Trend Micro spotted TOASTAMIGO, the first known malware that uses the recently patched vulnerability that ties with the Toast Overlay attacks.

Malware researchers at Trend Micro have spotted the first known strain of malware that triggers the recently patched vulnerability, tracked as CVE-2017-0752, that ties with the Toast Overlay attacks.

The vulnerability was discovered in September by security researchers with Palo Alto Networks Unit 42.

The experts reported that it is possible to abuse Android’s toast notification, a feature that is used to provide feedback about an operation in a small short-lived pop up notification, to obtain admin rights on targeted phones and take over the device.

The vulnerability affects all versions of the Android operating system prior to the latest Android 8.0, (Oreo), nearly all Android users.

“What our researchers have found is a vulnerability that can be used to more easily enable an “overlay attack,” a type of attack that is already known on the Android platform. This type of attack is most likely to be used to get malicious software on the user’s Android device.” reads the analysis published by Palo Alto Networks. “This type of attack can also be used to give malicious software total control over the device. In a worst-case attack scenario, this vulnerability could be used to render the phone unusable (i.e., a “brick”) or to install any kind of malware including (but not limited to) ransomware or information stealers. In simplest terms, this vulnerability could be used to take control of devices, lock devices and steal information after it is attacked.”
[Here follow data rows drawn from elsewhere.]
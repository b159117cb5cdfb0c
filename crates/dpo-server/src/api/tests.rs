use axum::{
    body::Body,
    http::{Request, StatusCode},
};
use serde_json::{json, Value};
use std::sync::Arc;
use tower::ServiceExt;

use crate::{api, config::Config, state::AppState};

fn setup_app() -> (axum::Router, Arc<AppState>) {
    let config = Config {
        weather_api_key: String::new(),
        max_grid_cells: 400,
        ..Config::default()
    };
    let state = Arc::new(AppState::new(config));
    let app = api::routes().with_state(state.clone());
    (app, state)
}

async fn read_json(response: axum::response::Response) -> Value {
    let bytes = axum::body::to_bytes(response.into_body(), usize::MAX)
        .await
        .expect("read body");
    serde_json::from_slice(&bytes).expect("parse json")
}

fn post_plan(body: Value) -> Request<Body> {
    Request::builder()
        .method("POST")
        .uri("/v1/plans")
        .header("content-type", "application/json")
        .body(Body::from(body.to_string()))
        .unwrap()
}

fn get(uri: &str) -> Request<Body> {
    Request::builder().uri(uri).body(Body::empty()).unwrap()
}

fn flat_request(size: usize) -> Value {
    json!({
        "grid": {"width": size, "height": size, "cell_size": 1.0, "origin_x": 0.0, "origin_y": 0.0},
        "ground": vec![100.0; size * size],
        "start": [0.5, 0.5],
        "end": [size as f64 - 0.5, size as f64 - 0.5],
        "config": {"obstacle_buffer_m": 0.0}
    })
}

#[tokio::test]
async fn health_check() {
    let (app, _state) = setup_app();
    let res = app.oneshot(get("/health")).await.unwrap();
    assert_eq!(res.status(), StatusCode::OK);
}

#[tokio::test]
async fn create_fetch_and_delete_plan() {
    let (app, state) = setup_app();

    let res = app.clone().oneshot(post_plan(flat_request(5))).await.unwrap();
    assert_eq!(res.status(), StatusCode::CREATED);
    let body = read_json(res).await;
    assert_eq!(body["ok"], true);
    assert_eq!(body["wind_source"], "calm");
    assert_eq!(body["path"].as_array().unwrap().len(), 5);
    assert_eq!(body["path_3d"][0]["z"], 130.0);
    let total = body["summary"]["total_cost"].as_f64().unwrap();
    assert!((total - 4.0 * std::f64::consts::SQRT_2).abs() < 1e-9);
    assert!(body.get("grids").is_none());
    let id = body["id"].as_str().unwrap().to_string();
    assert_eq!(state.plan_count(), 1);

    let res = app
        .clone()
        .oneshot(get(&format!("/v1/plans/{}", id)))
        .await
        .unwrap();
    assert_eq!(res.status(), StatusCode::OK);
    assert_eq!(read_json(res).await["id"], id.as_str());

    let res = app.clone().oneshot(get("/v1/plans")).await.unwrap();
    let list = read_json(res).await;
    assert_eq!(list.as_array().unwrap().len(), 1);
    assert_eq!(list[0]["vertices"], 5);

    let delete = Request::builder()
        .method("DELETE")
        .uri(format!("/v1/plans/{}", id))
        .body(Body::empty())
        .unwrap();
    let res = app.clone().oneshot(delete).await.unwrap();
    assert_eq!(res.status(), StatusCode::NO_CONTENT);

    let res = app
        .oneshot(get(&format!("/v1/plans/{}", id)))
        .await
        .unwrap();
    assert_eq!(res.status(), StatusCode::NOT_FOUND);
}

#[tokio::test]
async fn grids_and_explicit_wind_are_returned() {
    let (app, _state) = setup_app();
    let mut request = flat_request(4);
    request["include_grids"] = json!(true);
    request["wind"] = json!({"speed_mps": 15.0, "direction_deg": 180.0});
    request["ground"][5] = Value::Null;

    let res = app.oneshot(post_plan(request)).await.unwrap();
    assert_eq!(res.status(), StatusCode::CREATED);
    let body = read_json(res).await;
    assert_eq!(body["wind_source"], "request");
    let grids = &body["grids"];
    assert_eq!(grids["accumulated"][0], 0.0);
    assert_eq!(grids["accumulated"][5], Value::Null);
    assert_eq!(grids["cost"][5], Value::Null);
    assert_eq!(grids["cost"][0], 2.0);
    assert_eq!(grids["back_links"][0], 0);
    assert_eq!(grids["back_links"].as_array().unwrap().len(), 16);
}

#[tokio::test]
async fn degenerate_request_is_unprocessable() {
    let (app, _state) = setup_app();
    let mut request = flat_request(4);
    request["end"] = json!([0.7, 0.9]);
    let res = app.oneshot(post_plan(request)).await.unwrap();
    assert_eq!(res.status(), StatusCode::UNPROCESSABLE_ENTITY);
    let body = read_json(res).await;
    assert_eq!(body["ok"], false);
    assert_eq!(body["kind"], "degenerate_input");
}

#[tokio::test]
async fn off_grid_point_is_bad_request() {
    let (app, _state) = setup_app();
    let mut request = flat_request(4);
    request["end"] = json!([40.0, 2.0]);
    let res = app.oneshot(post_plan(request)).await.unwrap();
    assert_eq!(res.status(), StatusCode::BAD_REQUEST);
    assert_eq!(read_json(res).await["kind"], "invalid_coordinate");
}

#[tokio::test]
async fn walled_destination_is_unreachable() {
    let (app, _state) = setup_app();
    let size = 5;
    let ground: Vec<Value> = (0..size * size)
        .map(|i| if i / size == 2 { Value::Null } else { json!(10.0) })
        .collect();
    let mut request = flat_request(size);
    request["ground"] = json!(ground);
    let res = app.oneshot(post_plan(request)).await.unwrap();
    assert_eq!(res.status(), StatusCode::UNPROCESSABLE_ENTITY);
    assert_eq!(read_json(res).await["kind"], "unreachable");
}

#[tokio::test]
async fn oversized_grid_is_rejected() {
    let (app, state) = setup_app();
    let res = app.oneshot(post_plan(flat_request(21))).await.unwrap();
    assert_eq!(res.status(), StatusCode::BAD_REQUEST);
    assert_eq!(read_json(res).await["kind"], "grid_too_large");
    assert_eq!(state.plan_count(), 0);
}

#[tokio::test]
async fn invalid_config_is_bad_request() {
    let (app, _state) = setup_app();
    let mut request = flat_request(4);
    request["config"] = json!({"obstacle_penalty": 0.2});
    let res = app.oneshot(post_plan(request)).await.unwrap();
    assert_eq!(res.status(), StatusCode::BAD_REQUEST);
    assert_eq!(read_json(res).await["kind"], "invalid_parameter");
}

#[tokio::test]
async fn config_defaults_are_exposed() {
    let (app, _state) = setup_app();
    let res = app.oneshot(get("/v1/config/defaults")).await.unwrap();
    assert_eq!(res.status(), StatusCode::OK);
    let body = read_json(res).await;
    assert_eq!(body["planner"]["obstacle_penalty"], 1000.0);
    assert_eq!(body["planner"]["flight_height_m"], 30.0);
    assert_eq!(body["maxGridCells"], 400);
    assert_eq!(body["weatherEnabled"], false);
}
The toast attack is exploitable for “overlay” attacks on Android phones, attackers use them to create a UI overlay to be displayed on top of legitimate Android applications and trick victims into providing sensitive information or clicking confirmation buttons.

Toast Overlay attacks

Toast Overlay attacks

Google fixed the flaw in its monthly Android security updates.

This week, Trend Micro experts reported seeing the first piece of malware exploiting the Toast overlay flaw, for this reason, it was dubbed TOASTAMIGO. The Android malware was disguised as apps named Smart AppLocker that had been available on Google Play, it has been downloaded hundreds of thousands of times before Google removed it.
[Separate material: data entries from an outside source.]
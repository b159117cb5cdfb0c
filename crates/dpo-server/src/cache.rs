//! Age and size bounds for in-memory plan storage.

use dashmap::DashMap;
use std::hash::Hash;
use std::time::{Duration, Instant};

pub trait Expiring {
    fn stored_at(&self) -> Instant;
}

/// Drop entries older than `max_age`, then the oldest until at most
/// `max_entries` remain. Returns how many entries were removed.
pub fn prune_expiring<K, V>(store: &DashMap<K, V>, max_entries: usize, max_age: Duration) -> usize
where
    K: Clone + Eq + Hash,
    V: Expiring,
{
    let now = Instant::now();
    let before = store.len();
    store.retain(|_, value| now.duration_since(value.stored_at()) <= max_age);

    if store.len() > max_entries {
        let mut entries: Vec<(K, Instant)> = store
            .iter()
            .map(|entry| (entry.key().clone(), entry.value().stored_at()))
            .collect();
        entries.sort_by_key(|(_, stored_at)| *stored_at);
        let excess = entries.len().saturating_sub(max_entries);
        for (key, _) in entries.into_iter().take(excess) {
            store.remove(&key);
        }
    }
    before.saturating_sub(store.len())
}
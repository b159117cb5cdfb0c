//! Shared application state.

pub mod store;

pub use store::AppState;
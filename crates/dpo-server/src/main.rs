//! DPO Server - HTTP host for the drone path planner

use anyhow::Result;
use std::net::SocketAddr;
use std::sync::Arc;
use tower_http::{cors::CorsLayer, trace::TraceLayer};
use tracing_subscriber::{layer::SubscriberExt, util::SubscriberInitExt};

use dpo_server::{api, config::Config, state::AppState};

#[tokio::main]
async fn main() -> Result<()> {
    // Initialize tracing
    tracing_subscriber::registry()
        .with(tracing_subscriber::fmt::layer())
        .with(tracing_subscriber::EnvFilter::from_default_env()
            .add_directive("dpo_server=debug".parse()?))
        .init();

    tracing::info!("Starting DPO Server...");

    let config = Config::from_env();
    let port = config.server_port;
    tracing::info!(
        "Limits: {} cells per grid, {}s per run, {} stored plans",
        config.max_grid_cells,
        config.plan_timeout_s,
        config.plan_cache_max
    );
    let state = Arc::new(AppState::new(config));

    let app = api::routes()
        .with_state(state)
        .layer(TraceLayer::new_for_http())
        .layer(CorsLayer::permissive());

    let addr = SocketAddr::from(([0, 0, 0, 0], port));
    tracing::info!("Listening on {}", addr);

    let listener = tokio::net::TcpListener::bind(addr).await?;
    axum::serve(listener, app).await?;

    Ok(())
}
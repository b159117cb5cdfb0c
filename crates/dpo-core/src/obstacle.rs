//! Rasterization of buffered obstacle footprints.

use crate::error::PlanError;
use crate::grid::{CellIndex, Grid, GridGeometry};
use serde::{Deserialize, Serialize};

/// Obstacle footprint as a ring of `[x, y]` vertices in grid world units.
///
/// The ring may be open or closed. Rings with fewer than three vertices
/// still mark cells within the buffer distance of their points and segments.
#[derive(Debug, Clone, PartialEq, Serialize, Deserialize)]
pub struct ObstaclePolygon {
    pub ring: Vec<[f64; 2]>,
}

impl ObstaclePolygon {
    pub fn new(ring: Vec<[f64; 2]>) -> Self {
        Self { ring }
    }

    /// Even-odd ray casting against the ring.
    pub fn contains(&self, x: f64, y: f64) -> bool {
        let n = self.ring.len();
        if n < 3 {
            return false;
        }
        let mut inside = false;
        let mut j = n - 1;
        for i in 0..n {
            let [xi, yi] = self.ring[i];
            let [xj, yj] = self.ring[j];
            if ((yi > y) != (yj > y)) && (x < (xj - xi) * (y - yi) / (yj - yi) + xi) {
                inside = !inside;
            }
            j = i;
        }
        inside
    }

    /// Shortest distance from `(x, y)` to the ring outline.
    pub fn boundary_distance(&self, x: f64, y: f64) -> f64 {
        match self.ring.len() {
            0 => f64::INFINITY,
            1 => {
                let [px, py] = self.ring[0];
                (x - px).hypot(y - py)
            }
            n => {
                let mut best = f64::INFINITY;
                for i in 0..n {
                    let a = self.ring[i];
                    let b = self.ring[(i + 1) % n];
                    best = best.min(point_segment_distance(x, y, a, b));
                }
                best
            }
        }
    }

    /// True when `(x, y)` lies inside the footprint grown by `buffer`.
    pub fn buffered_contains(&self, x: f64, y: f64, buffer: f64) -> bool {
        self.contains(x, y) || (buffer > 0.0 && self.boundary_distance(x, y) <= buffer)
    }

    fn bounds(&self) -> Option<[f64; 4]> {
        let mut min_x = f64::INFINITY;
        let mut min_y = f64::INFINITY;
        let mut max_x = f64::NEG_INFINITY;
        let mut max_y = f64::NEG_INFINITY;
        for [x, y] in &self.ring {
            if !x.is_finite() || !y.is_finite() {
                return None;
            }
            min_x = min_x.min(*x);
            min_y = min_y.min(*y);
            max_x = max_x.max(*x);
            max_y = max_y.max(*y);
        }
        min_x.is_finite().then_some([min_x, min_y, max_x, max_y])
    }
}

fn point_segment_distance(x: f64, y: f64, a: [f64; 2], b: [f64; 2]) -> f64 {
    let (dx, dy) = (b[0] - a[0], b[1] - a[1]);
    let len2 = dx * dx + dy * dy;
    if len2 <= f64::EPSILON {
        return (x - a[0]).hypot(y - a[1]);
    }
    let t = (((x - a[0]) * dx + (y - a[1]) * dy) / len2).clamp(0.0, 1.0);
    (x - (a[0] + t * dx)).hypot(y - (a[1] + t * dy))
}

/// Flag every cell whose center falls inside a polygon or within `buffer` of it.
pub fn obstacle_mask(
    geometry: &GridGeometry,
    polygons: &[ObstaclePolygon],
    buffer: f64,
) -> Result<Grid<bool>, PlanError> {
    if !buffer.is_finite() || buffer < 0.0 {
        return Err(PlanError::InvalidParameter {
            name: "obstacle_buffer_m",
            value: buffer,
            reason: "must be finite and >= 0",
        });
    }
    let mut mask = Grid::filled(*geometry, false);
    let mut marked = 0usize;

    for (idx, polygon) in polygons.iter().enumerate() {
        let Some([min_x, min_y, max_x, max_y]) = polygon.bounds() else {
            tracing::warn!("Skipping obstacle {} with empty or non-finite ring", idx);
            continue;
        };
        let Some((rows, cols)) = cell_window(geometry, min_x - buffer, min_y - buffer, max_x + buffer, max_y + buffer)
        else {
            continue;
        };
        for row in rows.0..=rows.1 {
            for col in cols.0..=cols.1 {
                let cell = CellIndex { row, col };
                let flat = geometry.flat_index(cell);
                if mask.at_flat(flat) {
                    continue;
                }
                let [x, y] = geometry.cell_center(cell);
                if polygon.buffered_contains(x, y, buffer) {
                    mask.set_flat(flat, true);
                    marked += 1;
                }
            }
        }
    }

    tracing::debug!(
        "Obstacle mask: {} polygons, buffer {}, {} cells flagged",
        polygons.len(),
        buffer,
        marked
    );
    Ok(mask)
}

/// Inclusive row and column ranges of cells whose centers may fall in the box.
#[allow(clippy::type_complexity)]
fn cell_window(
    geometry: &GridGeometry,
    min_x: f64,
    min_y: f64,
    max_x: f64,
    max_y: f64,
) -> Option<((usize, usize), (usize, usize))> {
    let to_range = |lo: f64, hi: f64, origin: f64, count: usize| -> Option<(usize, usize)> {
        let first = ((lo - origin) / geometry.cell_size - 0.5).ceil().max(0.0);
        let last = ((hi - origin) / geometry.cell_size - 0.5)
            .floor()
            .min(count as f64 - 1.0);
        (first <= last).then_some((first as usize, last as usize))
    };
    let cols = to_range(min_x, max_x, geometry.origin_x, geometry.width)?;
    let rows = to_range(min_y, max_y, geometry.origin_y, geometry.height)?;
    Some((rows, cols))
}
The TOASTAMIGO app claims to secure devices with a PIN code, but once the victim installed it, the app requests Accessibility permissions and inform the user that they need to scan the phone for unsecure apps. The malware uses the Toast exploit to display a progress screen for the “scan,” while it executes commands from the attackers in background and installs a second-stage malware named by Trend Micro AMIGOCLICKER.
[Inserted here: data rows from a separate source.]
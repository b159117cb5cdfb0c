//! Current-weather HTTP client.

use anyhow::{bail, Context, Result};
use dpo_core::WindVector;
use reqwest::Client;
use serde::Deserialize;
use std::time::Duration;

pub const DEFAULT_TIMEOUT: Duration = Duration::from_secs(10);

/// Response dialect spoken by the configured endpoint.
#[derive(Debug, Clone, Copy, PartialEq, Eq)]
pub enum WeatherProvider {
    /// `wind.speed` / `wind.deg`, keyed by `appid`
    OpenWeatherMap,
    /// `current.wind_speed_10m` / `current.wind_direction_10m`, no key
    OpenMeteo,
}

impl WeatherProvider {
    pub fn detect(url: &str) -> Self {
        if url.contains("openweathermap") {
            WeatherProvider::OpenWeatherMap
        } else {
            WeatherProvider::OpenMeteo
        }
    }
}

/// Union of the response shapes we understand. Unknown fields are ignored.
#[derive(Debug, Default, Deserialize)]
pub struct WeatherPayload {
    wind: Option<OwmWind>,
    current: Option<OpenMeteoCurrent>,
    current_weather: Option<OpenMeteoLegacy>,
}

#[derive(Debug, Deserialize)]
struct OwmWind {
    speed: Option<f64>,
    deg: Option<f64>,
}

#[derive(Debug, Deserialize)]
struct OpenMeteoCurrent {
    wind_speed_10m: Option<f64>,
    wind_direction_10m: Option<f64>,
}

#[derive(Debug, Deserialize)]
struct OpenMeteoLegacy {
    windspeed: Option<f64>,
    winddirection: Option<f64>,
}

/// Extract the wind reading from a weather payload.
///
/// Missing speed yields `None`; missing direction defaults to 0.
pub fn parse_wind(payload: &WeatherPayload) -> Option<WindVector> {
    let (speed, direction) = if let Some(wind) = &payload.wind {
        (wind.speed, wind.deg)
    } else if let Some(current) = &payload.current {
        (current.wind_speed_10m, current.wind_direction_10m)
    } else if let Some(legacy) = &payload.current_weather {
        (legacy.windspeed, legacy.winddirection)
    } else {
        return None;
    };
    let wind = WindVector::new(speed?, direction.unwrap_or(0.0));
    wind.validate().ok().map(|_| wind)
}

/// HTTP client for the current-weather endpoint.
pub struct WeatherClient {
    client: Client,
    url: String,
    api_key: String,
    provider: WeatherProvider,
}

impl WeatherClient {
    pub fn new(url: impl Into<String>, api_key: impl Into<String>, timeout: Duration) -> Result<Self> {
        let url = url.into();
        let client = Client::builder()
            .timeout(timeout)
            .build()
            .context("Failed to create weather HTTP client")?;
        Ok(Self {
            provider: WeatherProvider::detect(&url),
            client,
            url,
            api_key: api_key.into().trim().to_string(),
        })
    }

    pub fn provider(&self) -> WeatherProvider {
        self.provider
    }

    /// OpenWeatherMap needs a key; without one the lookup is skipped.
    pub fn is_enabled(&self) -> bool {
        !self.url.trim().is_empty()
            && (self.provider != WeatherProvider::OpenWeatherMap || !self.api_key.is_empty())
    }

    /// Current wind at `(lat, lon)`, or `None` when unavailable.
    pub async fn fetch_wind(&self, lat: f64, lon: f64) -> Option<WindVector> {
        if !self.is_enabled() {
            tracing::debug!("Weather lookup disabled; assuming calm wind");
            return None;
        }
        match self.request_wind(lat, lon).await {
            Ok(wind) => {
                tracing::info!(
                    "Wind at ({:.4}, {:.4}): {:.1} m/s from {:.0} deg",
                    lat,
                    lon,
                    wind.speed_mps,
                    wind.direction_deg
                );
                Some(wind)
            }
            Err(err) => {
                tracing::warn!("Weather fetch failed, falling back to calm wind: {:#}", err);
                None
            }
        }
    }

    async fn request_wind(&self, lat: f64, lon: f64) -> Result<WindVector> {
        let request = match self.provider {
            WeatherProvider::OpenWeatherMap => self.client.get(&self.url).query(&[
                ("lat", lat.to_string()),
                ("lon", lon.to_string()),
                ("appid", self.api_key.clone()),
                ("units", "metric".to_string()),
            ]),
            WeatherProvider::OpenMeteo => self.client.get(&self.url).query(&[
                ("latitude", lat.to_string()),
                ("longitude", lon.to_string()),
                ("current", "wind_speed_10m,wind_direction_10m".to_string()),
                ("windspeed_unit", "ms".to_string()),
                ("timezone", "UTC".to_string()),
            ]),
        };

        let response = request.send().await.context("weather request failed")?;
        if !response.status().is_success() {
            bail!("weather provider HTTP {}", response.status());
        }
        let payload: WeatherPayload = response
            .json()
            .await
            .context("weather response is not valid JSON")?;
        match parse_wind(&payload) {
            Some(wind) => Ok(wind),
            None => bail!("weather response missing wind speed"),
        }
    }
}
“The malware ironically pose as legitimate app lockers that supposedly secure the device’s applications with a PIN code. Upon installation, these apps will notify the user that they need to be granted Accessibility permissions for it to work. It’s all a ruse to sidestep Android’s countermeasure that requires apps to have explicit user permission.” states Trend Micro. “After granting permissions, the apps will launch a window to purportedly “analyze” the apps. Behind the scenes, however, the apps carry out actions or commands, including the installation of a second malware (since it already has the permissions).”

toastamigo amigoclicker-3

TOASTAMIGO also implements features to prevent its removal by security software. AMIGOCLICKER is able to collect Google accounts and perform other actions, including click on buttons in system dialogs, click on Facebook ads, and give itself a five-star rating on Google Play.

“The miscellany of the malware’s malicious functionalities, combined with a relatively unique attack vector, makes them credible threats. In fact, the aforementioned functionalities can actually be modified for furthercyberattacks,” Trend Micro researchers said in a blog post. “Since TOASTAMIGO and AMIGOCLICKER can misuse Android’s Accessibility feature to virtually do anything, this malware can update itself when getting the remote server’s commands.”